___ Data under study ___

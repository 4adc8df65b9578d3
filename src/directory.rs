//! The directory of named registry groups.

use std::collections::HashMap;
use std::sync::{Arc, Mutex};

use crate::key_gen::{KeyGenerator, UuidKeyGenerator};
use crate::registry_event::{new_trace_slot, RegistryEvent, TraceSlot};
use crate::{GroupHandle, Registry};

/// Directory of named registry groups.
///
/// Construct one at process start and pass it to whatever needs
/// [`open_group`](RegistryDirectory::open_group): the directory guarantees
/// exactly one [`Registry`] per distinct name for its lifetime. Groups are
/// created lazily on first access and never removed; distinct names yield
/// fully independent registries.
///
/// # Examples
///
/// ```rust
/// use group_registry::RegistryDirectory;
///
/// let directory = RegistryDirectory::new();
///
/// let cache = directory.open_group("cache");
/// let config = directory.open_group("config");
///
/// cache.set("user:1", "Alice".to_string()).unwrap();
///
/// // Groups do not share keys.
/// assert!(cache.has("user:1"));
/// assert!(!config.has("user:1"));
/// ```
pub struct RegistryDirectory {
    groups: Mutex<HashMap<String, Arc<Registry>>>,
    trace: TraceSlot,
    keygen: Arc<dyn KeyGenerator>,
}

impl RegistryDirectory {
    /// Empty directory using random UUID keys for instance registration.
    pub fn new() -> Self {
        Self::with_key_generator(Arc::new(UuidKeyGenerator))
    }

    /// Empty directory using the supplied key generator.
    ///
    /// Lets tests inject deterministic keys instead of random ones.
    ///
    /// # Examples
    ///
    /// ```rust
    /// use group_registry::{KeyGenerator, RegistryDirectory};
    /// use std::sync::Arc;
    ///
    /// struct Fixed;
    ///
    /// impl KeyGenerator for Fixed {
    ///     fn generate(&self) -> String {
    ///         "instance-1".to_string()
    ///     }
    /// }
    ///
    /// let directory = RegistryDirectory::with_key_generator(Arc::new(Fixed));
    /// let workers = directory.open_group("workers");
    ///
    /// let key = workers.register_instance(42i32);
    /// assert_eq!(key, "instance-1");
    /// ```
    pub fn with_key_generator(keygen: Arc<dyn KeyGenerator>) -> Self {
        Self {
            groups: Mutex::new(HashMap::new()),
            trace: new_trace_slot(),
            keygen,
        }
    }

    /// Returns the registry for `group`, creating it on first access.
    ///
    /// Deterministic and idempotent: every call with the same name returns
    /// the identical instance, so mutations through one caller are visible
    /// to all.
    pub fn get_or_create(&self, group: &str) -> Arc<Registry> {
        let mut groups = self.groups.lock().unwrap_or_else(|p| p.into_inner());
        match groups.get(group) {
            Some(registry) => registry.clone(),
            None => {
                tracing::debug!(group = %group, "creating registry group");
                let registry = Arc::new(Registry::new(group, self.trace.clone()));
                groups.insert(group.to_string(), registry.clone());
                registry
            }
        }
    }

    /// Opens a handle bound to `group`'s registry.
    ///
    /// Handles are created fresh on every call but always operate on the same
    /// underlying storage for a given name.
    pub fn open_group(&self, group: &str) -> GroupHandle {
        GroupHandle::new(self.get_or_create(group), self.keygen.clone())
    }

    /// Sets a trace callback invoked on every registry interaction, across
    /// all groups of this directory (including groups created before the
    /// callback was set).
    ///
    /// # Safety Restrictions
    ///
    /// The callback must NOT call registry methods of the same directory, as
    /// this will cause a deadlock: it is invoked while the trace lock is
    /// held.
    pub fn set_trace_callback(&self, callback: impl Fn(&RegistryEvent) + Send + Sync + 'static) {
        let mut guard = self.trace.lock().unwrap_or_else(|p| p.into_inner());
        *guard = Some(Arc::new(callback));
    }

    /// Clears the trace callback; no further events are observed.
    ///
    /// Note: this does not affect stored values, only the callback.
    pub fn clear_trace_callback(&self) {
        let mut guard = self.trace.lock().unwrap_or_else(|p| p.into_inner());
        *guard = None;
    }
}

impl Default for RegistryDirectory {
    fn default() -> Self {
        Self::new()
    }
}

___

Each line above that contains the word "this" should be returned.

    /// all groups of this directory (including groups created before the
    /// this will cause a deadlock: it is invoked while the trace lock is
    /// Note: this does not affect stored values, only the callback.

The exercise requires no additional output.